Examine each line of the data, and copy the ones containing "Some".

** Opening Dataset block **

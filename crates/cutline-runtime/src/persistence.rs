#![forbid(unsafe_code)]

//! Persistence seam: what the store asks the host to write.
//!
//! The store never performs I/O. Each committed change becomes a
//! [`PersistBatch`] in the store's outbox; the host drains the outbox, writes
//! the batch however it likes, and reports back with
//! [`PositionStore::complete_persist`](crate::PositionStore::complete_persist).
//! [`PositionPersistence`] is the synchronous shape of that contract, used by
//! [`TimelineEngine::flush`](crate::TimelineEngine::flush).

use std::fmt;

use cutline_core::{EntryId, Frame};
use serde::{Deserialize, Serialize};

use crate::error::PersistError;

/// Monotonic identifier for one committed change.
#[derive(Debug, Clone, Copy, PartialEq, Eq, PartialOrd, Ord, Hash, Serialize, Deserialize)]
#[serde(transparent)]
pub struct BatchId(u64);

impl BatchId {
    #[must_use]
    pub const fn new(raw: u64) -> Self {
        Self(raw)
    }

    #[must_use]
    pub const fn get(self) -> u64 {
        self.0
    }
}

impl fmt::Display for BatchId {
    fn fmt(&self, f: &mut fmt::Formatter<'_>) -> fmt::Result {
        write!(f, "batch#{}", self.0)
    }
}

/// Kind of change a write represents.
#[derive(Debug, Clone, Copy, PartialEq, Eq, Hash, Serialize, Deserialize)]
#[serde(rename_all = "snake_case")]
pub enum PendingOperation {
    Add,
    Move,
    Remove,
}

impl PendingOperation {
    /// Classify a transition between two optional frames.
    ///
    /// Returns `None` when nothing changed.
    #[must_use]
    pub fn classify(old: Option<Frame>, new: Option<Frame>) -> Option<Self> {
        match (old, new) {
            (None, Some(_)) => Some(Self::Add),
            (Some(_), None) => Some(Self::Remove),
            (Some(a), Some(b)) if a != b => Some(Self::Move),
            _ => None,
        }
    }
}

/// Context attached to every write.
#[derive(Debug, Clone, PartialEq, Eq, Serialize, Deserialize)]
pub struct PersistMetadata {
    pub operation: PendingOperation,
    /// Frame before this write; `None` for additions.
    pub previous: Option<Frame>,
    /// Caller-supplied reason (for example `"drag"` or `"import"`).
    pub reason: String,
}

/// One entry's write. `frame` is `None` for a removal.
#[derive(Debug, Clone, PartialEq, Eq, Serialize, Deserialize)]
pub struct PersistUpdate {
    pub id: EntryId,
    pub frame: Option<Frame>,
    pub metadata: PersistMetadata,
}

/// Every write produced by one committed change.
#[derive(Debug, Clone, PartialEq, Eq, Serialize, Deserialize)]
pub struct PersistBatch {
    pub id: BatchId,
    pub updates: Vec<PersistUpdate>,
}

impl PersistBatch {
    #[must_use]
    pub fn len(&self) -> usize {
        self.updates.len()
    }

    #[must_use]
    pub fn is_empty(&self) -> bool {
        self.updates.is_empty()
    }
}

/// A backend that can durably write entry positions.
///
/// Implementors with a native multi-write operation should override
/// [`persist_batch`](Self::persist_batch); the provided version writes one
/// entry at a time and stops at the first failure.
pub trait PositionPersistence {
    /// Write a single entry.
    fn persist(&mut self, update: &PersistUpdate) -> Result<(), PersistError>;

    /// Write every update of one batch.
    fn persist_batch(&mut self, updates: &[PersistUpdate]) -> Result<(), PersistError> {
        updates.iter().try_for_each(|update| self.persist(update))
    }
}

impl<P: PositionPersistence + ?Sized> PositionPersistence for &mut P {
    fn persist(&mut self, update: &PersistUpdate) -> Result<(), PersistError> {
        (**self).persist(update)
    }

    fn persist_batch(&mut self, updates: &[PersistUpdate]) -> Result<(), PersistError> {
        (**self).persist_batch(updates)
    }
}

impl<P: PositionPersistence + ?Sized> PositionPersistence for Box<P> {
    fn persist(&mut self, update: &PersistUpdate) -> Result<(), PersistError> {
        (**self).persist(update)
    }

    fn persist_batch(&mut self, updates: &[PersistUpdate]) -> Result<(), PersistError> {
        (**self).persist_batch(updates)
    }
}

** Closing Dataset block **

### Exercise output
            (None, Some(_)) => Some(Self::Add),
            (Some(_), None) => Some(Self::Remove),
            (Some(a), Some(b)) if a != b => Some(Self::Move),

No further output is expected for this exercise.